A couple of the band members used to play with The Beach Boys and Jan and Dean, says Jones. “We put that the material together to do beach parties,” says the Local 47 (Los Angeles, CA) member. Upon seeing the potential, the band expanded the concept to all kinds of party themes and styles of music, among them: Blues Brothers; Motown revue, disco ’70s; Margaritaville; ’50s sock hop; psychedelic ’60s; country and western, biker, yacht club, as well as Hollywood themes; and the classic rock show. “We do whatever the party calls for.”

All of The Hodads are vocalists and they take their turns as frontman for the group. Jones is known for vocal impersonations of Louis Armstrong, Elvis Presley, Tony Bennett, Frank Sinatra, and Ray Charles. Also a songwriter, he has performed with Milton Berle, Fred Travelena, Danny Gans, The Drifters, The Coasters, Billy Preston, Patty Andrews, and more. He says that all of The Hodads are vocalists and take their turns as front men for the group.

The multi-talented, highly experienced professional musician line-up also includes Jimmy Street of Local 7 (Orange County, CA), and John Hatton, Bob Schuster, and Sterling Smith of Local 47. Street, who plays sax and guitar, has performed with Frank Sinatra, Jack Jones, The Drifters, The Coasters, and Big Daddy. Other credits include appearances on Live! with Regis and other television variety shows.

Hatton, a bassist and violinist, has performed with Juice Newton, Elvis, The Brian Setzer Orchestra, Dolly Parton of Local 257 (Nashville, TN), The Righteous Brothers, José Feliciano of Local 47, Seals and Crofts, Fabian, The Rivingtons, Liza Minelli, John Davidson, and Big Daddy.  Guitarist Schuster has worked with Bob Dylan of Local 802 (New York City), Steven Bishop, Gary Puckett, Trini Lopez, The Coasters, The Drifters, Danny Thomas, and more.

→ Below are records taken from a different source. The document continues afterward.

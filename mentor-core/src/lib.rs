pub mod admin;
pub mod advice;
pub mod client;
pub mod config;
pub mod error;
pub mod models;
pub mod session;

pub use advice::AdviceStore;
pub use client::ApiClient;
pub use config::MentorConfig;
pub use error::ApiError;
pub use session::{
    run_refresh_loop, CredentialStore, FileCredentialStore, MemoryCredentialStore, Session,
    StoredCredentials,
};
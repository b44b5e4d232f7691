//! Webhook request signing
//!
//! DingTalk robots in "sign" security mode require every request URL to
//! carry a millisecond timestamp plus an HMAC-SHA256 signature over
//! `"{timestamp}\n{secret}"`, keyed with the same secret, Base64-encoded
//! and then percent-encoded.

use hmac::{Hmac, Mac};
use sha2::Sha256;

type HmacSha256 = Hmac<Sha256>;

/// Current Unix time in milliseconds, as used for the `timestamp` parameter.
pub fn unix_timestamp_ms() -> i64 {
    chrono::Utc::now().timestamp_millis()
}

/// Compute the percent-encoded signature for one request.
pub fn sign_request(secret: &str, timestamp_ms: i64) -> String {
    use base64::Engine;

    let string_to_sign = format!("{timestamp_ms}\n{secret}");
    let mut mac = HmacSha256::new_from_slice(secret.as_bytes())
        .expect("hmac key of any length is valid");
    mac.update(string_to_sign.as_bytes());
    let digest = mac.finalize().into_bytes();

    let encoded = base64::engine::general_purpose::STANDARD.encode(digest);
    urlencoding::encode(&encoded).into_owned()
}

/// Build the full webhook URL for one request.
///
/// `access_token` and `timestamp` are passed through raw; only the
/// signature needs percent-encoding.
pub fn signed_webhook_url(
    endpoint: &str,
    access_token: &str,
    secret: &str,
    timestamp_ms: i64,
) -> String {
    let sign = sign_request(secret, timestamp_ms);
    format!("{endpoint}?access_token={access_token}&timestamp={timestamp_ms}&sign={sign}")
}
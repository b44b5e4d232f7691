//! DingTalk robot webhook client

use std::time::Duration;

use tracing::{debug, error, info, warn};

use crate::sign::{signed_webhook_url, unix_timestamp_ms};
use crate::types::{Mention, RobotMessage, RobotResponse};
use crate::{Error, Result};

/// Public robot endpoint for DingTalk group webhooks.
pub const DEFAULT_ENDPOINT: &str = "https://oapi.dingtalk.com/robot/send";

const REQUEST_TIMEOUT: Duration = Duration::from_secs(30);

pub struct RobotClient {
    http: reqwest::Client,
    endpoint: String,
    access_token: String,
    secret: String,
}

impl RobotClient {
    pub fn new(endpoint: String, access_token: String, secret: String) -> Self {
        Self {
            http: reqwest::Client::new(),
            endpoint,
            access_token,
            secret,
        }
    }

    /// Deliver one markdown message to the group.
    ///
    /// Best-effort: timeouts, connection failures, HTTP errors, and
    /// malformed response bodies are each logged with their own context and
    /// all collapse to `None`. A `Some` return means the endpoint replied
    /// with a well-formed body; check [`RobotResponse::is_ok`] for whether
    /// the message was actually accepted.
    pub async fn send_markdown(
        &self,
        title: &str,
        text: &str,
        mention: &Mention,
    ) -> Option<RobotResponse> {
        match self.try_send(title, text, mention).await {
            Ok(response) => {
                if !response.is_ok() {
                    warn!(
                        errcode = response.errcode,
                        errmsg = %response.errmsg,
                        "robot endpoint rejected the message"
                    );
                }
                Some(response)
            }
            Err(Error::Timeout) => {
                error!(endpoint = %self.endpoint, "robot request timed out");
                None
            }
            Err(Error::Connect(cause)) => {
                error!(endpoint = %self.endpoint, %cause, "robot connection failed");
                None
            }
            Err(Error::Status { status, body }) => {
                error!(%status, %body, "robot request returned an HTTP error");
                None
            }
            Err(err) => {
                error!(%err, "robot request failed");
                None
            }
        }
    }

    async fn try_send(
        &self,
        title: &str,
        text: &str,
        mention: &Mention,
    ) -> Result<RobotResponse> {
        let timestamp = unix_timestamp_ms();
        let url = signed_webhook_url(&self.endpoint, &self.access_token, &self.secret, timestamp);
        let message = RobotMessage::markdown(title.to_string(), text.to_string(), mention);

        info!("sending robot group message");
        debug!(url = %url, "robot request URL");

        let response = self
            .http
            .post(&url)
            .timeout(REQUEST_TIMEOUT)
            .json(&message)
            .send()
            .await?;

        let status = response.status();
        let body = response.text().await?;
        info!(%status, body = %body, "robot response");

        if !status.is_success() {
            return Err(Error::Status { status, body });
        }

        Ok(serde_json::from_str(&body)?)
    }
}
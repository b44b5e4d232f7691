//! Error types for webhook delivery

use thiserror::Error;

/// Delivery failures, split so each cause logs with its own context.
#[derive(Error, Debug)]
pub enum Error {
    #[error("request timed out")]
    Timeout,

    #[error("connection failed: {0}")]
    Connect(String),

    #[error("HTTP error ({status}): {body}")]
    Status {
        status: reqwest::StatusCode,
        body: String,
    },

    #[error("HTTP error: {0}")]
    Http(reqwest::Error),

    #[error("invalid response body: {0}")]
    Body(#[from] serde_json::Error),
}

impl From<reqwest::Error> for Error {
    fn from(err: reqwest::Error) -> Self {
        if err.is_timeout() {
            Error::Timeout
        } else if err.is_connect() {
            Error::Connect(err.to_string())
        } else {
            Error::Http(err)
        }
    }
}

pub type Result<T> = std::result::Result<T, Error>;
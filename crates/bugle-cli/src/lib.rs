//! Bugle CLI
//!
//! Command implementations behind the `bugle` binary.

pub mod commands;
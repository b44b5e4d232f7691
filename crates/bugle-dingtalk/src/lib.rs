//! Bugle DingTalk Integration
//!
//! Client library for delivering Markdown messages to a DingTalk group
//! robot webhook with signed authentication.

pub mod client;
pub mod error;
pub mod sign;
pub mod types;

pub use client::{RobotClient, DEFAULT_ENDPOINT};
pub use error::{Error, Result};
pub use types::*;
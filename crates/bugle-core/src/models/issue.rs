//! Normalized issue data model

use serde::{Deserialize, Serialize};

/// Placeholder written into any field whose source value is absent.
pub const NONE_SENTINEL: &str = "无";

/// Placeholder assignee for issues nobody owns yet.
pub const UNASSIGNED_SENTINEL: &str = "未分配";

/// Wildcard issue-type filter that matches every type.
pub const ALL_TYPES: &str = "All";

/// One issue, flattened from the upstream JIRA payload.
///
/// Every field is a plain string. `key` is guaranteed non-empty by the
/// extractor; all other fields fall back to [`NONE_SENTINEL`] (or
/// [`UNASSIGNED_SENTINEL`] for the assignee) instead of being optional, so
/// downstream aggregation and export never deal with missing values. The
/// serde names double as the CSV/JSON column names.
#[derive(Debug, Clone, Serialize, Deserialize, PartialEq, Eq)]
pub struct IssueRecord {
    pub key: String,
    pub url: String,
    #[serde(rename = "type")]
    pub issue_type: String,
    pub status: String,
    pub severity: String,
    #[serde(rename = "createdAt")]
    pub created_at: String,
    #[serde(rename = "updatedAt")]
    pub updated_at: String,
    #[serde(rename = "foundVersions")]
    pub found_versions: String,
    #[serde(rename = "fixVersions")]
    pub fix_versions: String,
    pub assignee: String,
    pub reporter: String,
    pub title: String,
}

impl IssueRecord {
    /// Check whether the record matches a type filter.
    ///
    /// [`ALL_TYPES`] matches everything; anything else is an exact match.
    pub fn matches_type(&self, filter: &str) -> bool {
        filter == ALL_TYPES || self.issue_type == filter
    }
}

#[cfg(test)]
mod tests {
    use super::*;

    fn record(issue_type: &str) -> IssueRecord {
        IssueRecord {
            key: "PROJ-1".to_string(),
            url: "https://jira.example.com/browse/PROJ-1".to_string(),
            issue_type: issue_type.to_string(),
            status: "激活".to_string(),
            severity: NONE_SENTINEL.to_string(),
            created_at: "2025-08-01T10:00:00.000+0800".to_string(),
            updated_at: "2025-08-02T10:00:00.000+0800".to_string(),
            found_versions: NONE_SENTINEL.to_string(),
            fix_versions: NONE_SENTINEL.to_string(),
            assignee: "张三".to_string(),
            reporter: "李四".to_string(),
            title: "登录页崩溃".to_string(),
        }
    }

    #[test]
    fn test_matches_type_exact() {
        let rec = record("Bug");
        assert!(rec.matches_type("Bug"));
        assert!(!rec.matches_type("Task"));
    }

    #[test]
    fn test_matches_type_wildcard() {
        assert!(record("Bug").matches_type(ALL_TYPES));
        assert!(record("Task").matches_type(ALL_TYPES));
    }

    #[test]
    fn test_serde_field_names() {
        let json = serde_json::to_value(record("Bug")).unwrap();
        assert_eq!(json["key"], "PROJ-1");
        assert_eq!(json["type"], "Bug");
        assert_eq!(json["createdAt"], "2025-08-01T10:00:00.000+0800");
        assert_eq!(json["foundVersions"], NONE_SENTINEL);
        assert_eq!(json["fixVersions"], NONE_SENTINEL);
        assert!(json.get("issue_type").is_none());
    }
}
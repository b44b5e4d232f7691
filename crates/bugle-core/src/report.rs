//! Markdown bug-report rendering

use chrono::{DateTime, Local};

use crate::models::ReportConfig;
use crate::stats::IssueStats;

/// Minute-precision stamp used in report headers and artifact file names.
pub const TIMESTAMP_FORMAT: &str = "%Y%m%d%H%M";

/// Render the aggregated counts as the fixed-shape Markdown report.
///
/// The caller supplies `generated_at` so the output is reproducible: the
/// same stats, config, and timestamp always produce the same bytes.
///
/// Shape: a header naming the project and stamp, a summary line with the
/// total / closed count / close rate, one inline line for the configured
/// highlight statuses (first bold, 0 for any not present), then one bullet
/// per assignee ordered by descending open total with per-status counts
/// ordered by descending count. Ties order by name.
pub fn render_markdown(
    report: &ReportConfig,
    stats: &IssueStats,
    generated_at: DateTime<Local>,
) -> String {
    let stamp = generated_at.format(TIMESTAMP_FORMAT);
    let closed = stats.status_count(&report.closed_status);
    let close_rate = stats.close_rate(&report.closed_status);

    let mut out = format!(
        "**【{} JIRA BUG REPORT {}】**\n\n",
        report.project_name, stamp
    );

    out.push_str(&format!("BUG总数(**{}**)：", stats.total));
    out.push_str(&format!("{}-{}, ", report.closed_status, closed));
    out.push_str(&format!("**关闭率-{close_rate:.2}%**\n\n"));

    if !report.highlight_statuses.is_empty() {
        let highlights: Vec<String> = report
            .highlight_statuses
            .iter()
            .enumerate()
            .map(|(i, status)| {
                let count = stats.status_count(status);
                if i == 0 {
                    format!("**{status}-{count}**")
                } else {
                    format!("{status}-{count}")
                }
            })
            .collect();
        out.push_str(&highlights.join(", "));
        out.push_str("\n\n");
    }

    for (assignee, total) in stats.assignees_by_workload() {
        let breakdown: Vec<String> = stats
            .statuses_for(assignee)
            .iter()
            .map(|(status, count)| format!("{status}-{count}"))
            .collect();
        out.push_str(&format!(
            "- {} (总计: {}): {}\n",
            assignee,
            total,
            breakdown.join(", ")
        ));
    }

    out
}
//! JIRA Agile API types

use serde::{Deserialize, Serialize};
use serde_json::Value;

/// One page of the board issue endpoint.
///
/// Issues stay as raw JSON values here; field extraction happens later so a
/// malformed issue never poisons an otherwise good page.
#[derive(Debug, Clone, Serialize, Deserialize)]
pub struct IssuePage {
    #[serde(rename = "startAt", default)]
    pub start_at: u64,
    #[serde(rename = "maxResults", default)]
    pub max_results: u64,
    #[serde(default)]
    pub total: u64,
    #[serde(default)]
    pub issues: Vec<Value>,
}

#[derive(Debug, Clone, Serialize, Deserialize)]
pub struct BoardPage {
    #[serde(default)]
    pub total: u64,
    #[serde(default)]
    pub values: Vec<Board>,
}

#[derive(Debug, Clone, Serialize, Deserialize)]
pub struct Board {
    pub id: u64,
    pub name: String,
    #[serde(rename = "type", default)]
    pub board_type: String,
    #[serde(default)]
    pub location: Option<BoardLocation>,
}

#[derive(Debug, Clone, Serialize, Deserialize)]
pub struct BoardLocation {
    #[serde(rename = "projectKey", default)]
    pub project_key: String,
    #[serde(rename = "projectName", default)]
    pub project_name: String,
}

Smith, the group’s keyboardist, has recorded and toured with The Beach Boys, Randy Meisner of Local 47, Jan and Dean, Bob Dylan, Lisa Hartman, Barry Manilow, and Terry Reid, as well as Arthur Brown.

Aside from this core group of band members, The Hodads often add other musicians to meet the requests of their clients. “We’ve done everything from being like a pit band backing a CBS affiliate to a 19 or 20-piece party band that plays disco and contemporary music. We add onto it if people want something extra—female singers, horns, and strings,” says Jones.

One thing this band is doing right, is taking advantage of many different avenues for promotion, including their listing on the booking sight AFM Entertainment (www.AFMentertainment.org) and creating their own comprehensive website. The Hodads’ website includes all the information clients may need to book the band: song lists, stage plots, possible configurations, as well as video and audio demos.

Jones says one of their more interesting corporate gigs was a two-month job playing for IBM employees at a beach resort in Cancun. “They had different groups from all over the US that came down for four days,” he recalls. “We played the first day at a beach party and on the fourth day for a formal dinner party inside the Ritz Carlton. People didn’t know we were the same band.”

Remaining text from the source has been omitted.